Consider the following Z3 definition of an array average function:
IntSeqSort = SeqSort(IntSort())
sumArray = RecFunction('sumArray', IntSeqSort, IntSort())
sumArrayArg = FreshConst(IntSeqSort)
RecAddDefinition( sumArray
, [sumArrayArg]
, If(Length(sumArrayArg) == 0
, 0
, sumArrayArg[0] + sumArray(SubSeq(sumArrayArg, 1, Length(sumArrayArg) - 1))
)
)
def avgArray(arr):
return ToReal(sumArray(arr)) / ToReal(Length(arr))
Also, consider the following formula φ = (2<t<10) /\ ∃i. [(0 <= i <= |seq|) /\ (t+avg<seq[i])]
, which means that there is a position i
in the sequence seq
, such that seq[i]
is greater than the average avg
of seq
plus a certain threshold t
.
I translated this to Z3 as follows:
seq = Const('seq', SeqSort(IntSort()))
avg_seq = avgArray(seq)
t = Int('t')
y = Int('y')
x = Int('x')
i = Int('i') #Has to be declared, even if it is only used in the Existential
phi_0 = And(2<t, t<10)
phi_1 = And(0 <= i, i< Length(seq))
phi_2 = (t+avg_seq<seq[i])
phi_aux1 = And(phi_1, phi_2)
phi_aux2 = And(phi_0, Exists(i, phi_aux1))
Now, I want to know whether ∃[seq]∀[t].φ
holds, so I model this in Z3 as follows:
phi = Exists([seq], ForAll([t],phi_aux2))
It responds no solution None
. Which makes sense.
However, I decide to do quantifier elimination to check how is the resulting formula:
ta = Tactic("qe")
to_elim = Goal()
to_elim.add(phi)
phi_qe = ta(to_elim)
print(phi_qe)
Which responds as follows (it allocates different numbers when called several times):
[[Exists(x!746,
Not(Exists(x!747,
Not(And(And(x!747 > 2, x!747 < 10),
Exists(x!748,
And(And(x!748 >= 0,
x!748 <
Length(x!746)),
ToReal(x!747) +
ToReal(sumArray(x!746))/
ToReal(Length(x!746)) <
ToReal(Nth(x!746,
x!748)))))))))]]
It is easy to identify that all the elements in this elimination are the same as the original element of φ
: 746
is seq
, 747
is t
... So this has not performed QE!
My question is: why does this call not perform QE? Is this a bug? I mean, it should output a formula where the universally quantified t
does not appear.
z3 tactics are a set of heuristics, and they perform a certain number of transformations on the goal. Tactics do not guarantee that they'll manage to do anything; different approaches lead to different outcomes. Consequently, z3 provides a bunch of quantifier-elimination tactics. You can run the (help-tactic)
command using the SMTLib interface and see several options. For quantifier elimination, it has:
- qe-light apply light-weight quantifier elimination.
- qe apply quantifier elimination.
- qe2 apply a QSAT based quantifier elimination.

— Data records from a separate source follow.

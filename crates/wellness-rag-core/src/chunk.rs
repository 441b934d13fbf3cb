//! Sentence-aware overlapping text chunker.
//!
//! Splits a document's abstract into bounded, overlapping windows suitable
//! for embedding. Consecutive chunks share up to `overlap_size` characters
//! so that context spanning a boundary is retrievable from either side.
//!
//! Sizes are measured in Unicode scalar values (`char`s), never bytes, so
//! slicing is always on a valid UTF-8 boundary.
//!
//! # Algorithm
//!
//! 1. Reject `max_chunk_size == 0` and `overlap_size >= max_chunk_size`.
//! 2. Text no longer than `max_chunk_size` is returned whole, untrimmed.
//! 3. Otherwise the window ends `max_chunk_size` chars past the cursor.
//! 4. With `preserve_sentences`, and while the window ends before the text
//!    does, find the last `.`, `!` or `?` at or before the window end. If it
//!    sits past the window's midpoint, end the window just after it, so a
//!    terminator right at the boundary stretches the window by one char.
//! 5. Trim the window (clipped to the text) and keep it if non-empty.
//! 6. Move the cursor to `window_end - overlap_size`, always at least one
//!    char forward, and stop once it reaches the end of the text. The window
//!    end is not clipped here, so the last window may be followed by a short
//!    tail chunk made of its overlap.
//!
//! Abbreviations such as "Dr." or "et al." count as terminators.
//!
//! # Example
//!
//! ```rust
//! use wellness_rag_core::chunk::{chunk_text, ChunkingOptions};
//!
//! let opts = ChunkingOptions { max_chunk_size: 40, overlap_size: 0, preserve_sentences: true };
//! let text = "The first sentence is here. The second one follows it. The third closes.";
//! let chunks = chunk_text(text, &opts).unwrap();
//! assert_eq!(chunks[0], "The first sentence is here.");
//! assert_eq!(chunks.len(), 3);
//! ```

use std::collections::HashMap;

use sha2::{Digest, Sha256};

use crate::error::CoreError;
use crate::models::{Chunk, ChunkMetadata, Document, Section};

pub const DEFAULT_MAX_CHUNK_SIZE: usize = 1000;
pub const DEFAULT_OVERLAP_SIZE: usize = 200;

/// Parameters for [`chunk_text`].
#[derive(Debug, Clone, Copy, PartialEq, Eq)]
pub struct ChunkingOptions {
    /// Maximum chunk length in characters.
    pub max_chunk_size: usize,
    /// Characters shared by consecutive chunks. Must be below `max_chunk_size`.
    pub overlap_size: usize,
    pub preserve_sentences: bool,
}

impl Default for ChunkingOptions {
    fn default() -> Self {
        Self {
            max_chunk_size: DEFAULT_MAX_CHUNK_SIZE,
            overlap_size: DEFAULT_OVERLAP_SIZE,
            preserve_sentences: true,
        }
    }
}

impl ChunkingOptions {
    pub fn validate(&self) -> Result<(), CoreError> {
        if self.max_chunk_size == 0 {
            return Err(CoreError::InvalidConfig(
                "chunking.max_chunk_size must be greater than 0".to_string(),
            ));
        }
        if self.overlap_size >= self.max_chunk_size {
            return Err(CoreError::InvalidConfig(format!(
                "chunking.overlap_size ({}) must be less than chunking.max_chunk_size ({})",
                self.overlap_size, self.max_chunk_size
            )));
        }
        Ok(())
    }
}

/// Split text into overlapping, sentence-aware chunks.
///
/// Text that fits in one window comes back as a single untrimmed element,
/// including the empty string. Longer text yields trimmed, non-empty
/// chunks in source order.
///
/// A chunk holds at most `max_chunk_size` chars, or one more when a
/// sentence terminator sits exactly at the window boundary.
pub fn chunk_text(text: &str, opts: &ChunkingOptions) -> Result<Vec<String>, CoreError> {
    opts.validate()?;

    let chars: Vec<char> = text.chars().collect();
    let len = chars.len();
    if len <= opts.max_chunk_size {
        return Ok(vec![text.to_string()]);
    }

    // offsets[i] is the byte offset of char i; offsets[len] == text.len()
    let mut offsets: Vec<usize> = text.char_indices().map(|(i, _)| i).collect();
    offsets.push(text.len());

    let mut chunks = Vec::new();
    let mut start = 0usize;

    loop {
        // Unclipped; the cursor advance below depends on it
        let mut end = start + opts.max_chunk_size;

        if opts.preserve_sentences && end < len {
            if let Some(pos) = (start..=end)
                .rev()
                .find(|&i| is_sentence_terminator(chars[i]))
            {
                if (pos - start) * 2 > opts.max_chunk_size {
                    end = pos + 1;
                }
            }
        }

        let piece = text[offsets[start]..offsets[end.min(len)]].trim();
        if !piece.is_empty() {
            chunks.push(piece.to_string());
        }

        let next = end.saturating_sub(opts.overlap_size).max(start + 1);
        if next >= len {
            break;
        }
        start = next;
    }

    Ok(chunks)
}

fn is_sentence_terminator(c: char) -> bool {
    matches!(c, '.' | '!' | '?')
}

/// Chunk a document's abstract into [`Chunk`] entities.
///
/// Ids are `{document_id}-abstract-{index}`. The only section produced is
/// [`Section::Abstract`]. An empty abstract yields one empty chunk; callers
/// decide whether to keep it.
pub fn chunk_document(doc: &Document, opts: &ChunkingOptions) -> Result<Vec<Chunk>, CoreError> {
    let section = Section::Abstract;
    let chunks = chunk_text(&doc.abstract_text, opts)?
        .into_iter()
        .enumerate()
        .map(|(index, content)| Chunk {
            id: format!("{}-{}-{}", doc.id, section.as_str(), index),
            document_id: doc.id.clone(),
            chunk_index: index as i64,
            metadata: ChunkMetadata {
                section,
                page_number: None,
                word_count: word_count(&content),
            },
            hash: content_hash(&content),
            content,
        })
        .collect();
    Ok(chunks)
}

/// Number of whitespace-separated words.
pub fn word_count(text: &str) -> usize {
    text.split_whitespace().count()
}

/// SHA-256 of the text, hex encoded.
pub fn content_hash(text: &str) -> String {
    let mut hasher = Sha256::new();
    hasher.update(text.as_bytes());
    format!("{:x}", hasher.finalize())
}

/// Collapse whitespace runs (newlines included) to single spaces and trim.
pub fn clean_text(text: &str) -> String {
    text.split_whitespace().collect::<Vec<_>>().join(" ")
}

/// Most frequent words longer than three characters.
///
/// Lowercases, deletes every character that is not alphanumeric, `_` or
/// whitespace, and counts whitespace-separated tokens. Ties keep the order
/// in which tokens first appear. No stemming or stopword removal.
pub fn extract_key_phrases(text: &str, max_phrases: usize) -> Vec<String> {
    let stripped: String = text
        .to_lowercase()
        .chars()
        .filter(|c| c.is_alphanumeric() || *c == '_' || c.is_whitespace())
        .collect();

    let mut order: Vec<String> = Vec::new();
    let mut counts: HashMap<String, usize> = HashMap::new();
    for word in stripped.split_whitespace() {
        if word.chars().count() <= 3 {
            continue;
        }
        let count = counts.entry(word.to_string()).or_insert(0);
        if *count == 0 {
            order.push(word.to_string());
        }
        *count += 1;
    }

    // sort_by is stable, so equal counts stay in first-occurrence order
    order.sort_by(|a, b| counts[b].cmp(&counts[a]));
    order.truncate(max_phrases);
    order
}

- qe_rec apply a QSAT based quantifier elimination recursively.
For your example, I found that qe2
works just fine. Give that a try!
Regarding why z3 doesn't provide a combined tactic: Use of tactics in theorem proving is still more of an art than science. Knowing what tactic works the best still requires human ingenuity, though of course the tools have come really far. So, instead of providing heavy-weight tactics, most theorem provers (and z3) provide a set of basic tactics and means of combining them. This allows the end-user to try these tactics, if one fails try another, try them for a fixed amount of time, etc., to find a winning strategy. z3 also provides probes to further enable tactic programming. So, the idea is that you can yourself code whatever tactic you'd like and develop your own tools on top of the basic infrastructure provided by z3.